Dataset excerpts

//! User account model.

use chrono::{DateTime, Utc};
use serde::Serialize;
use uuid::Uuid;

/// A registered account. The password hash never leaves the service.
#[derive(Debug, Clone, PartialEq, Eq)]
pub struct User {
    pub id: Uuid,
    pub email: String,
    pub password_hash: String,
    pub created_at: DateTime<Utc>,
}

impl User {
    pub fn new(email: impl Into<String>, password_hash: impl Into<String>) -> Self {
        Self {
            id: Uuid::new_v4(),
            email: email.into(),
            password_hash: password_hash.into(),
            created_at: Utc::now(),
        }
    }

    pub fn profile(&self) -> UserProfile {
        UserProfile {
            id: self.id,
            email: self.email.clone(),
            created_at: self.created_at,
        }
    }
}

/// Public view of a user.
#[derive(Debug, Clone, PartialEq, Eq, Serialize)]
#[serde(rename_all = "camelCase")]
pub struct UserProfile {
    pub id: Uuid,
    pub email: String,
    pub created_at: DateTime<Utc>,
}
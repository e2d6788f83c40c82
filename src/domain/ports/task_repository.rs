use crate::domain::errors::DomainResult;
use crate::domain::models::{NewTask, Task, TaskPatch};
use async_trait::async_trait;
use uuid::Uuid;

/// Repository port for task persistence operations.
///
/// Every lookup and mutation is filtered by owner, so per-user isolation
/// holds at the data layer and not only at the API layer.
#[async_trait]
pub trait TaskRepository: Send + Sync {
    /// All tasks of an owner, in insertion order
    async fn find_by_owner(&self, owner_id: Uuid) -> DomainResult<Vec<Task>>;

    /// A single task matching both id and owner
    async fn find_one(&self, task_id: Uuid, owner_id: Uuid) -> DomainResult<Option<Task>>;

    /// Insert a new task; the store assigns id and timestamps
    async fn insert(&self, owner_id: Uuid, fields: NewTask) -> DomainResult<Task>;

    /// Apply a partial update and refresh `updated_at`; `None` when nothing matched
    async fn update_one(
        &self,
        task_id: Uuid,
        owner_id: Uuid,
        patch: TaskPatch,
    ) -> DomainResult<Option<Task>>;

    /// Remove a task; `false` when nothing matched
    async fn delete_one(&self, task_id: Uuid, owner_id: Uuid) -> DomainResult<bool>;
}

* * *

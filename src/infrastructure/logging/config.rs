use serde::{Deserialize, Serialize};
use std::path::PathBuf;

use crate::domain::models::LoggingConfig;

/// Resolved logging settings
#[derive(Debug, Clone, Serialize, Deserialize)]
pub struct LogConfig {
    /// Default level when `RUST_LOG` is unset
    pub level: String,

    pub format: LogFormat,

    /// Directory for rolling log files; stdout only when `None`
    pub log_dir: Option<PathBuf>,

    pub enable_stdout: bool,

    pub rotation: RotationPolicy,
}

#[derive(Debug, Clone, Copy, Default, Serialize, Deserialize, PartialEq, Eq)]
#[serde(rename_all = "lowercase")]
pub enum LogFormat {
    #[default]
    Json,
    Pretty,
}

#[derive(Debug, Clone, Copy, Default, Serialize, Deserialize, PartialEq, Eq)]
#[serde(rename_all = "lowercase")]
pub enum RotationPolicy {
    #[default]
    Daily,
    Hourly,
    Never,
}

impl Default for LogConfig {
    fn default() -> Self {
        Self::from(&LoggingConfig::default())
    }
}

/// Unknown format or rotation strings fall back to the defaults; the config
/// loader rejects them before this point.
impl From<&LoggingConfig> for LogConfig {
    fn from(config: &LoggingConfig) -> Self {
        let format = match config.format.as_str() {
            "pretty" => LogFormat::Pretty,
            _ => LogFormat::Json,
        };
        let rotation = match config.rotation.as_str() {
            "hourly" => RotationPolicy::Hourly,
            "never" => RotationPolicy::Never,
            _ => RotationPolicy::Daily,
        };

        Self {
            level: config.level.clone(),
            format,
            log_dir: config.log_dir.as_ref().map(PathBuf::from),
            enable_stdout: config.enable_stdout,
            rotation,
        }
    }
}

Problem details
Copy each line of the listing that contains the string "Option".

Finished exercise
    async fn find_one(&self, task_id: Uuid, owner_id: Uuid) -> DomainResult<Option<Task>>;
    ) -> DomainResult<Option<Task>>;
    pub log_dir: Option<PathBuf>,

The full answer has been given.